Directions: In the entries below, the lines from the one with "pub fn parent(&self)" through the one with "assert_eq!(path.depth(), 3);" are to be copied exactly; both ends count.

Dataset entries:
⁂

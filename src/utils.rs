use chrono::Timelike;

use crate::config::constant::END_OF_DAY_MINUTES;
use crate::error::IngestError;

/// Convert a deadline string ("HH:MM AM/PM" or "EOD") into minutes since
/// midnight.
pub fn parse_deadline(raw: &str) -> Result<u32, IngestError> {
    let trimmed = raw.trim();
    if trimmed.eq_ignore_ascii_case("EOD") {
        return Ok(END_OF_DAY_MINUTES);
    }

    let normalized = trimmed.to_ascii_uppercase();
    let parsed = chrono::NaiveTime::parse_from_str(&normalized, "%I:%M %p")
        .map_err(|_| IngestError::Deadline(raw.to_string()))?;
    Ok(parsed.hour() * 60 + parsed.minute())
}

pub fn minutes_to_clock(minutes: f64) -> String {
    let total = minutes.round() as i64;
    let hour24 = (total / 60).rem_euclid(24);
    let minute = total.rem_euclid(60);
    let suffix = if hour24 < 12 { "AM" } else { "PM" };
    let hour = match hour24 % 12 {
        0 => 12,
        h => h,
    };
    format!("{}:{:02} {}", hour, minute, suffix)
}

/// Collapse runs of whitespace so addresses from different sources compare
/// equal.
pub fn clean_address(raw: &str) -> String {
    raw.split_whitespace().collect::<Vec<_>>().join(" ")
}

/// The canonical graph key for a delivery destination.
pub fn destination_key(street: &str, postal_code: &str) -> String {
    format!("{} ({})", clean_address(street), postal_code.trim())
}
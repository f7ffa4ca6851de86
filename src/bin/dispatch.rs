use lastmile::dispatch::run;

fn main() -> Result<(), Box<dyn std::error::Error>> {
    run::run()
}
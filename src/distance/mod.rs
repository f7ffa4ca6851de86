pub mod graph;

pub use graph::{Hub, HubGraph};
use itertools::Itertools;
use serde::Serialize;

use crate::config::constant::FLEET_SIZE;
use crate::distance::graph::HubGraph;
use crate::domain::vehicle::Vehicle;
use crate::domain::PkgId;
use crate::error::IngestError;
use crate::setup::init::{build_graph, build_packages, DestTable, PkgTable};
use crate::setup::records::{DistanceRecord, PackageRecord};
use crate::utils::minutes_to_clock;

/// All shared scheduling state, owned by the caller and passed explicitly
/// into every scheduling operation.
pub struct SchedulerContext {
    pub packages: PkgTable,
    pub by_destination: DestTable,
    pub graph: HubGraph,
    pub vehicles: Vec<Vehicle>,
}

impl SchedulerContext {
    pub fn build(
        package_records: &[PackageRecord],
        distance_records: &[DistanceRecord],
    ) -> Result<Self, IngestError> {
        let (packages, by_destination) = build_packages(package_records)?;
        let graph = build_graph(distance_records)?;
        Ok(Self::from_parts(packages, by_destination, graph, FLEET_SIZE))
    }

    pub fn from_parts(
        packages: PkgTable,
        by_destination: DestTable,
        graph: HubGraph,
        fleet_size: usize,
    ) -> Self {
        let vehicles = (1..=fleet_size).map(Vehicle::new).collect();
        Self {
            packages,
            by_destination,
            graph,
            vehicles,
        }
    }

    pub fn undelivered(&self) -> usize {
        self.packages
            .iter()
            .filter(|(_, pkg)| !pkg.is_delivered())
            .count()
    }

    pub fn total_mileage(&self) -> f64 {
        self.vehicles.iter().map(|v| v.odometer_miles).sum()
    }

    /// Read-only final state for external consumers.
    pub fn package_snapshots(&self) -> Vec<PackageSnapshot> {
        self.packages
            .iter()
            .map(|(id, pkg)| PackageSnapshot {
                id: *id,
                destination: pkg.destination.clone(),
                status: pkg.status().label().to_string(),
                deadline: pkg.promise_label(),
                assigned_vehicle: pkg.assigned_vehicle,
                delivered_at: pkg.delivered_at.map(minutes_to_clock),
                on_time: pkg.on_time(),
            })
            .sorted_by_key(|snapshot| snapshot.id)
            .collect()
    }

    pub fn vehicle_snapshots(&self) -> Vec<VehicleSnapshot> {
        self.vehicles
            .iter()
            .map(|vehicle| VehicleSnapshot {
                number: vehicle.number,
                total_miles: vehicle.odometer_miles,
                runs_completed: vehicle.runs_completed,
            })
            .collect()
    }
}

#[derive(Debug, Clone, Serialize)]
pub struct PackageSnapshot {
    pub id: PkgId,
    pub destination: String,
    pub status: String,
    pub deadline: String,
    pub assigned_vehicle: Option<usize>,
    pub delivered_at: Option<String>,
    pub on_time: Option<bool>,
}

#[derive(Debug, Clone, Serialize)]
pub struct VehicleSnapshot {
    pub number: usize,
    pub total_miles: f64,
    pub runs_completed: u32,
}
use std::error::Error;
use std::fs::File;

use colored::Colorize;
use csv::Writer;
use dotenv::dotenv;
use serde::Serialize;
use tracing::{info, span, warn, Level};
use tracing_subscriber::{fmt, prelude::*, EnvFilter};

use crate::config::constant::{
    DISTANCE_CSV_PATH, GENERATED_PACKAGE_COUNT, PACKAGE_CSV_PATH, SEED,
};
use crate::dispatch::assign::{assign_remainder, priority_first, route_vehicles};
use crate::dispatch::context::{PackageSnapshot, SchedulerContext, VehicleSnapshot};
use crate::error::DispatchError;
use crate::fixtures::data_generator::{
    generate_random_instance, load_distance_records, load_package_records,
};
use crate::setup::records::{DistanceRecord, PackageRecord};

/// Initialize tracing and environment
fn init_tracing_and_env() -> Result<(), Box<dyn Error>> {
    tracing_subscriber::registry()
        .with(EnvFilter::from_default_env())
        .with(
            fmt::layer()
                .with_span_events(fmt::format::FmtSpan::NEW | fmt::format::FmtSpan::CLOSE)
                .pretty(),
        )
        .init();

    dotenv().ok();
    Ok(())
}

/// Drive every package to delivered. Alternates priority loading with
/// delivery execution, then sweeps the remainder. A full remainder pass
/// that delivers nothing aborts with a stall error instead of spinning.
pub fn auto_route(ctx: &mut SchedulerContext) -> Result<(), DispatchError> {
    loop {
        priority_first(ctx)?;
        if ctx.vehicles.iter().all(|vehicle| vehicle.is_empty()) {
            break;
        }
        assign_remainder(ctx)?;
        route_vehicles(ctx)?;
    }

    while ctx.undelivered() > 0 {
        assign_remainder(ctx)?;
        let delivered = route_vehicles(ctx)?;
        if delivered == 0 {
            return Err(DispatchError::Stalled {
                remaining: ctx.undelivered(),
            });
        }
    }
    Ok(())
}

fn load_instance() -> (Vec<PackageRecord>, Vec<DistanceRecord>) {
    let package_path =
        std::env::var("PACKAGE_CSV").unwrap_or_else(|_| PACKAGE_CSV_PATH.to_string());
    let distance_path =
        std::env::var("DISTANCE_CSV").unwrap_or_else(|_| DISTANCE_CSV_PATH.to_string());

    match (
        load_package_records(&package_path),
        load_distance_records(&distance_path),
    ) {
        (Ok(packages), Ok(distances)) if !packages.is_empty() && !distances.is_empty() => {
            info!(
                "loaded {} packages and {} hubs from {} / {}",
                packages.len(),
                distances.len(),
                package_path,
                distance_path
            );
            (packages, distances)
        }
        (packages, distances) => {
            if let Err(err) = packages {
                warn!("could not read {}: {}", package_path, err);
            }
            if let Err(err) = distances {
                warn!("could not read {}: {}", distance_path, err);
            }
            warn!("falling back to a generated instance");
            generate_random_instance(GENERATED_PACKAGE_COUNT, SEED)
        }
    }
}

pub fn run() -> Result<(), Box<dyn Error>> {
    init_tracing_and_env()?;

    let (package_records, distance_records) = load_instance();
    let mut ctx = SchedulerContext::build(&package_records, &distance_records)?;

    {
        let route_span = span!(Level::INFO, "auto_route", packages = package_records.len());
        let _guard = route_span.enter();
        auto_route(&mut ctx)?;
    }

    report_results(&ctx);
    save_summary_json(&ctx, "dispatch_summary.json")?;
    save_delivery_log(&ctx, "deliveries.csv")?;
    Ok(())
}

fn report_results(ctx: &SchedulerContext) {
    for vehicle in ctx.vehicle_snapshots() {
        println!(
            "vehicle {} drove {:.1} miles over {} runs",
            vehicle.number, vehicle.total_miles, vehicle.runs_completed
        );
    }
    println!("fleet total: {:.1} miles", ctx.total_mileage());

    for pkg in ctx.package_snapshots() {
        let delivered_at = pkg.delivered_at.as_deref().unwrap_or("-");
        let on_time = match pkg.on_time {
            Some(true) => "on time".green(),
            Some(false) => "late".red(),
            None => "undelivered".red(),
        };
        println!(
            "package {:>3}  {:30}  promise {:8}  delivered {:8}  {}",
            pkg.id, pkg.destination, pkg.deadline, delivered_at, on_time
        );
    }
}

#[derive(Serialize)]
struct DispatchSummary {
    total_miles: f64,
    vehicles: Vec<VehicleSnapshot>,
    packages: Vec<PackageSnapshot>,
}

fn save_summary_json(ctx: &SchedulerContext, path: &str) -> Result<(), Box<dyn Error>> {
    let summary = DispatchSummary {
        total_miles: ctx.total_mileage(),
        vehicles: ctx.vehicle_snapshots(),
        packages: ctx.package_snapshots(),
    };
    serde_json::to_writer_pretty(File::create(path)?, &summary)?;
    info!("wrote {}", path);
    Ok(())
}

fn save_delivery_log(ctx: &SchedulerContext, path: &str) -> Result<(), Box<dyn Error>> {
    let mut writer = Writer::from_path(path)?;
    writer.write_record(["package", "destination", "vehicle", "delivered_at", "on_time"])?;

    for pkg in ctx.package_snapshots() {
        writer.write_record([
            pkg.id.to_string(),
            pkg.destination.clone(),
            pkg.assigned_vehicle
                .map(|v| v.to_string())
                .unwrap_or_default(),
            pkg.delivered_at.clone().unwrap_or_default(),
            pkg.on_time.map(|b| b.to_string()).unwrap_or_default(),
        ])?;
    }

    writer.flush()?;
    info!("wrote {}", path);
    Ok(())
}
//! # Strider
//!
//! Root-motion correction for skeletal animation curves prior to export.
//!
//! Bone paths and the error taxonomy are re-exported at the top level; the
//! curve model, hierarchy, sampling and the corrector live in [`animation`].

pub use strider_animation as animation;

pub use strider_animation::{
    AnchorSpace, AxisMask, ChannelCurve, ClipInfo, Correction, CorrectorConfig, CurveGroup,
    CurveGroupSet, InterpolationMode, PropertyCurves, PropertyKind, RestPose,
    RootMotionCorrector, SampledTransform,
};
pub use strider_core::{BonePath, CorrectionError, Result};

pub mod prelude {
    pub use crate::{
        AnchorSpace, BonePath, ChannelCurve, ClipInfo, Correction, CorrectionError,
        CorrectorConfig, CurveGroup, CurveGroupSet, PropertyCurves, RestPose,
        RootMotionCorrector,
    };
    pub use glam::Vec3;
}
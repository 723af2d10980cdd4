use std::borrow::Borrow;
use std::fmt;

/// Separator between bone names in a [`BonePath`].
pub const PATH_SEPARATOR: char = '/';

/// Slash-delimited identifier of a bone relative to the export root.
///
/// `"Armature/hips/leg_L/foot_L"` names the bone `foot_L`, whose parent is
/// `"Armature/hips/leg_L"`. Leading and trailing separators are dropped on
/// construction so that every non-top-level path has exactly one parent.
#[derive(Debug, Clone, PartialEq, Eq, Hash, PartialOrd, Ord, Default)]
pub struct BonePath(String);

impl BonePath {
    #[must_use]
    pub fn new(path: impl Into<String>) -> Self {
        let path = path.into();
        let trimmed = path.trim_matches(PATH_SEPARATOR);
        if trimmed.len() == path.len() {
            Self(path)
        } else {
            Self(trimmed.to_string())
        }
    }

    #[inline]
    #[must_use]
    pub fn as_str(&self) -> &str {
        &self.0
    }

    /// The last path segment (the bone's own name).
    #[must_use]
    pub fn name(&self) -> &str {
        leaf_name(&self.0)
    }

    /// The path with its last segment removed, or `None` for a top-level bone.
    #[must_use]
    pub fn parent(&self) -> Option<BonePath> {
        parent_str(&self.0).map(|p| BonePath(p.to_string()))
    }

    /// Number of segments. The empty path has depth 0.
    #[must_use]
    pub fn depth(&self) -> usize {
        if self.0.is_empty() {
            0
        } else {
            self.0.matches(PATH_SEPARATOR).count() + 1
        }
    }

    /// Ancestor paths, nearest parent first.
    pub fn ancestors(&self) -> impl Iterator<Item = &str> {
        std::iter::successors(parent_str(&self.0), |&p| parent_str(p))
    }

    /// True if `self` lies strictly below `ancestor`.
    #[must_use]
    pub fn is_descendant_of(&self, ancestor: &str) -> bool {
        self.0.len() > ancestor.len()
            && self.0.starts_with(ancestor)
            && self.0[ancestor.len()..].starts_with(PATH_SEPARATOR)
    }
}

fn parent_str(path: &str) -> Option<&str> {
    path.rfind(PATH_SEPARATOR).map(|idx| &path[..idx])
}

fn leaf_name(path: &str) -> &str {
    path.rfind(PATH_SEPARATOR).map_or(path, |idx| &path[idx + 1..])
}

impl fmt::Display for BonePath {
    fn fmt(&self, f: &mut fmt::Formatter<'_>) -> fmt::Result {
        f.write_str(&self.0)
    }
}

impl Borrow<str> for BonePath {
    fn borrow(&self) -> &str {
        &self.0
    }
}

impl AsRef<str> for BonePath {
    fn as_ref(&self) -> &str {
        &self.0
    }
}

impl From<&str> for BonePath {
    fn from(path: &str) -> Self {
        Self::new(path)
    }
}

impl From<String> for BonePath {
    fn from(path: String) -> Self {
        Self::new(path)
    }
}

#[cfg(test)]
mod tests {
    use super::*;

    #[test]
    fn parent_strips_last_segment() {
        let path = BonePath::new("Armature/hips/foot_L");
        assert_eq!(path.parent(), Some(BonePath::new("Armature/hips")));
        assert_eq!(path.name(), "foot_L");
        assert_eq!(path.depth(), 3);
        assert_eq!(BonePath::new("root").parent(), None);
    }

    #[test]
    fn separators_are_trimmed() {
        assert_eq!(BonePath::new("/root/hips/").as_str(), "root/hips");
    }

    #[test]
    fn ancestors_nearest_first() {
        let path = BonePath::new("a/b/c/d");
        let ancestors: Vec<&str> = path.ancestors().collect();
        assert_eq!(ancestors, vec!["a/b/c", "a/b", "a"]);
    }

    #[test]
    fn descendant_requires_segment_boundary() {
        let path = BonePath::new("root/hips/foot_L");
        assert!(path.is_descendant_of("root"));
        assert!(path.is_descendant_of("root/hips"));
        assert!(!path.is_descendant_of("root/hip"));
        assert!(!path.is_descendant_of("root/hips/foot_L"));
    }
}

⁂

Solution for this problem:
    pub fn parent(&self) -> Option<BonePath> {
        parent_str(&self.0).map(|p| BonePath(p.to_string()))
    }

    /// Number of segments. The empty path has depth 0.
    #[must_use]
    pub fn depth(&self) -> usize {
        if self.0.is_empty() {
            0
        } else {
            self.0.matches(PATH_SEPARATOR).count() + 1
        }
    }

    /// Ancestor paths, nearest parent first.
    pub fn ancestors(&self) -> impl Iterator<Item = &str> {
        std::iter::successors(parent_str(&self.0), |&p| parent_str(p))
    }

    /// True if `self` lies strictly below `ancestor`.
    #[must_use]
    pub fn is_descendant_of(&self, ancestor: &str) -> bool {
        self.0.len() > ancestor.len()
            && self.0.starts_with(ancestor)
            && self.0[ancestor.len()..].starts_with(PATH_SEPARATOR)
    }
}

fn parent_str(path: &str) -> Option<&str> {
    path.rfind(PATH_SEPARATOR).map(|idx| &path[..idx])
}

fn leaf_name(path: &str) -> &str {
    path.rfind(PATH_SEPARATOR).map_or(path, |idx| &path[idx + 1..])
}

impl fmt::Display for BonePath {
    fn fmt(&self, f: &mut fmt::Formatter<'_>) -> fmt::Result {
        f.write_str(&self.0)
    }
}

impl Borrow<str> for BonePath {
    fn borrow(&self) -> &str {
        &self.0
    }
}

impl AsRef<str> for BonePath {
    fn as_ref(&self) -> &str {
        &self.0
    }
}

impl From<&str> for BonePath {
    fn from(path: &str) -> Self {
        Self::new(path)
    }
}

impl From<String> for BonePath {
    fn from(path: String) -> Self {
        Self::new(path)
    }
}

#[cfg(test)]
mod tests {
    use super::*;

    #[test]
    fn parent_strips_last_segment() {
        let path = BonePath::new("Armature/hips/foot_L");
        assert_eq!(path.parent(), Some(BonePath::new("Armature/hips")));
        assert_eq!(path.name(), "foot_L");
        assert_eq!(path.depth(), 3);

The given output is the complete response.